Disclosure of Invention
In order to overcome the defects of the prior art, the invention provides a direct current circuit breaker and a control method thereof.
In a first aspect, a technical solution of a dc circuit breaker according to the present invention is:
the direct current circuit breaker comprises a main through-current branch and a fault current suppression unit which are connected in parallel; the fault current suppression unit comprises a full bridge circuit, a current transfer circuit and an energy absorption branch circuit; the full-bridge circuit comprises two parallel bridge arm circuits, and each bridge arm circuit comprises an upper bridge arm and a lower bridge arm which are connected in series; the current transfer circuit and the energy absorption branch circuit are respectively connected with the bridge arm circuit in parallel;
the current transfer circuit comprises a first current transfer branch and a second current transfer branch which are connected in parallel;
the first current transfer branch comprises a first thyristor, a first capacitor and a first lightning arrester; the first thyristor is connected with a first capacitor in series, and the first capacitor is connected with a first lightning arrester in parallel; the second current transfer branch comprises a second thyristor and a second capacitor connected in series.
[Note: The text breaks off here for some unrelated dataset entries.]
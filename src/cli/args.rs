//! CLI argument definitions
//!
//! Global CLI options and configuration merging logic.

use std::ffi::OsString;
use std::path::{Path, PathBuf};

use clap::Parser;
use clap::error::ErrorKind;

use crate::config::Config;
use crate::error::AppError;

#[derive(Debug, Parser)]
#[command(name = "prepend_filedate_to_filename")]
#[command(
    about = "Prefix each file in a directory with its modification date (YYYYMMDD_)",
    version
)]
pub(crate) struct Cli {
    /// Directory whose files are renamed (exactly one)
    #[arg(value_name = "START_DIR")]
    pub(crate) dirs: Vec<PathBuf>,

    /// Timezone for modification dates (e.g., "UTC", "Europe/Berlin"; default: local)
    #[arg(long, value_name = "TZ")]
    pub(crate) timezone: Option<String>,

    /// Also rename dot-files
    #[arg(short, long)]
    pub(crate) all: bool,

    /// Enable debug output on stderr
    #[arg(long)]
    pub(crate) debug: bool,
}

impl Cli {
    /// Parse `args`; any malformed command line becomes `Usage`.
    ///
    /// `--help` and `--version` are printed by clap and exit the process.
    pub(crate) fn parse_args<I, T>(args: I) -> Result<Self, AppError>
    where
        I: IntoIterator<Item = T>,
        T: Into<OsString> + Clone,
    {
        Self::try_parse_from(args).map_err(|e| match e.kind() {
            ErrorKind::DisplayHelp | ErrorKind::DisplayVersion => e.exit(),
            kind => AppError::Usage {
                reason: kind.to_string(),
            },
        })
    }

    /// Merge config file values into CLI (CLI args take precedence)
    pub(crate) fn with_config(mut self, config: &Config) -> Self {
        if !self.all && config.include_hidden {
            self.all = true;
        }
        if !self.debug && config.debug {
            self.debug = true;
        }
        if self.timezone.is_none() {
            self.timezone = config.timezone.clone();
        }
        self
    }

    /// The single start directory, or `Usage` for any other count
    pub(crate) fn start_dir(&self) -> Result<&Path, AppError> {
        match self.dirs.as_slice() {
            [dir] => Ok(dir.as_path()),
            other => Err(AppError::Usage {
                reason: format!(
                    "expected exactly one directory argument, got {}",
                    other.len()
                ),
            }),
        }
    }
}
use std::path::PathBuf;

use thiserror::Error;

#[derive(Debug, Error)]
pub(crate) enum AppError {
    #[error("{reason}")]
    Usage { reason: String },

    #[error("Cannot read directory {}: {source}", path.display())]
    DirectoryAccess {
        path: PathBuf,
        source: std::io::Error,
    },

    #[error("Cannot read modification time of {}: {source}", path.display())]
    Metadata {
        path: PathBuf,
        source: std::io::Error,
    },

    #[error("Failed to rename {} => {}: {source}", from.display(), to.display())]
    Rename {
        from: PathBuf,
        to: PathBuf,
        source: std::io::Error,
    },

    #[error("Refusing to overwrite existing entry {}", path.display())]
    NameCollision { path: PathBuf },

    #[error("Year {year} cannot be written as YYYYMMDD (supported: 1000-9999)")]
    FormatRange { year: i32 },

    #[error("Invalid timezone: {input}")]
    InvalidTimezone { input: String },

    #[error("Failed to write output: {0}")]
    Output(#[source] std::io::Error),
}
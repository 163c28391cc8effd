//! Date-prefix renamer
//!
//! Lists the direct entries of one directory, and renames every regular file
//! to `YYYYMMDD_<original name>` using its modification date.

use std::collections::HashSet;
use std::ffi::{OsStr, OsString};
use std::fs;
use std::io::Write;
use std::path::{Path, PathBuf};

use crate::consts::SEPARATOR;
use crate::error::AppError;
use crate::utils::{Timezone, debug_log, format_date};

/// One rename computed from the directory listing
#[derive(Debug, Clone, PartialEq)]
pub(crate) struct PlannedRename {
    pub(crate) from: PathBuf,
    pub(crate) to: PathBuf,
    pub(crate) date_portion: String,
}

impl PlannedRename {
    fn old_name(&self) -> &OsStr {
        self.from.file_name().unwrap_or_default()
    }

    pub(crate) fn new_name(&self) -> &OsStr {
        self.to.file_name().unwrap_or_default()
    }
}

/// `"{date_portion}_{base_name}"`
pub(crate) fn prefixed_name(date_portion: &str, base_name: &OsStr) -> OsString {
    let mut name = OsString::with_capacity(date_portion.len() + SEPARATOR.len() + base_name.len());
    name.push(date_portion);
    name.push(SEPARATOR);
    name.push(base_name);
    name
}

#[derive(Debug, Clone, Copy)]
pub(crate) struct Renamer {
    timezone: Timezone,
    include_hidden: bool,
}

impl Renamer {
    pub(crate) fn new(timezone: Timezone, include_hidden: bool) -> Self {
        Self {
            timezone,
            include_hidden,
        }
    }

    /// Compute every rename for `start_dir` without touching the file system.
    ///
    /// Entries are visited in name order. Only regular files are planned;
    /// directories, symlinks and (unless enabled) dot-files are skipped but
    /// still count as occupied names. Fails with `NameCollision` if any
    /// target would already exist at the time its rename runs.
    pub(crate) fn plan(&self, start_dir: &Path) -> Result<Vec<PlannedRename>, AppError> {
        let dir_err = |source| AppError::DirectoryAccess {
            path: start_dir.to_path_buf(),
            source,
        };

        let mut entries = Vec::new();
        for entry in fs::read_dir(start_dir).map_err(dir_err)? {
            entries.push(entry.map_err(dir_err)?);
        }
        entries.sort_by_key(|e| e.file_name());

        let mut occupied: HashSet<OsString> = entries.iter().map(|e| e.file_name()).collect();
        let mut plans = Vec::new();

        for entry in entries {
            let name = entry.file_name();
            let path = start_dir.join(&name);

            if !self.include_hidden && name.as_encoded_bytes().starts_with(b".") {
                debug_log!("skip hidden {}", path.display());
                continue;
            }

            let metadata_err = |source| AppError::Metadata {
                path: path.clone(),
                source,
            };
            let file_type = entry.file_type().map_err(metadata_err)?;
            if !file_type.is_file() {
                debug_log!("skip non-file {}", path.display());
                continue;
            }

            let modified = entry
                .metadata()
                .and_then(|m| m.modified())
                .map_err(metadata_err)?;
            let date = self.timezone.date_of(modified)?;
            let date_portion = format_date(&date)?;
            debug_log!("{} modified {}", path.display(), date);

            plans.push(PlannedRename {
                to: start_dir.join(prefixed_name(&date_portion, &name)),
                from: path,
                date_portion,
            });
        }

        // Replay the renames in order against the names present right now
        for plan in &plans {
            let new_name = plan.new_name().to_os_string();
            if occupied.contains(&new_name) {
                return Err(AppError::NameCollision {
                    path: plan.to.clone(),
                });
            }
            occupied.remove(plan.old_name());
            occupied.insert(new_name);
        }

        Ok(plans)
    }

    /// Rename every regular file in `start_dir`, writing one
    /// `" rename {old_path} => {new_name}"` line to `out` per entry.
    ///
    /// Stops at the first failure; renames already done are kept.
    /// Returns how many entries were renamed.
    pub(crate) fn apply_to_all<W: Write>(
        &self,
        start_dir: &Path,
        out: &mut W,
    ) -> Result<usize, AppError> {
        let plans = self.plan(start_dir)?;
        let total = plans.len();
        let mut renamed = 0;

        for plan in &plans {
            if let Err(e) = apply_one(plan, out) {
                eprintln!("Renamed {renamed} of {total} entries before failure");
                return Err(e);
            }
            renamed += 1;
        }

        debug_log!("renamed {} entries in {}", renamed, start_dir.display());
        Ok(renamed)
    }
}

fn apply_one<W: Write>(plan: &PlannedRename, out: &mut W) -> Result<(), AppError> {
    // The listing may be stale by now
    if fs::symlink_metadata(&plan.to).is_ok() {
        return Err(AppError::NameCollision {
            path: plan.to.clone(),
        });
    }

    writeln!(
        out,
        " rename {} => {}",
        plan.from.display(),
        plan.new_name().to_string_lossy()
    )
    .map_err(AppError::Output)?;

    fs::rename(&plan.from, &plan.to).map_err(|source| AppError::Rename {
        from: plan.from.clone(),
        to: plan.to.clone(),
        source,
    })
}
In a second aspect, a technical solution of a method for controlling a dc circuit breaker according to the present invention is:
the control method comprises the following steps of controlling the direct current breaker to break the fault current of the direct current system when the direct current system has a fault, specifically:
locking a power electronic switch unit of the main through-current branch and triggering a first thyristor of the first current transfer branch to be conducted, so that fault current flowing through the main through-current branch is transferred to the first current transfer branch;
after the fault current is completely transferred to the first current transfer branch circuit, the quick mechanical switch of the main through-current branch circuit is disconnected;
when the quick mechanical switch is completely disconnected, triggering a second thyristor of a second current transfer branch to be conducted, so that fault current flowing through the first current transfer branch is transferred to the second current transfer branch, and charging a second capacitor; wherein: and after the charging voltage of the second capacitor reaches a preset voltage value, the energy absorption branch circuit absorbs the fault current.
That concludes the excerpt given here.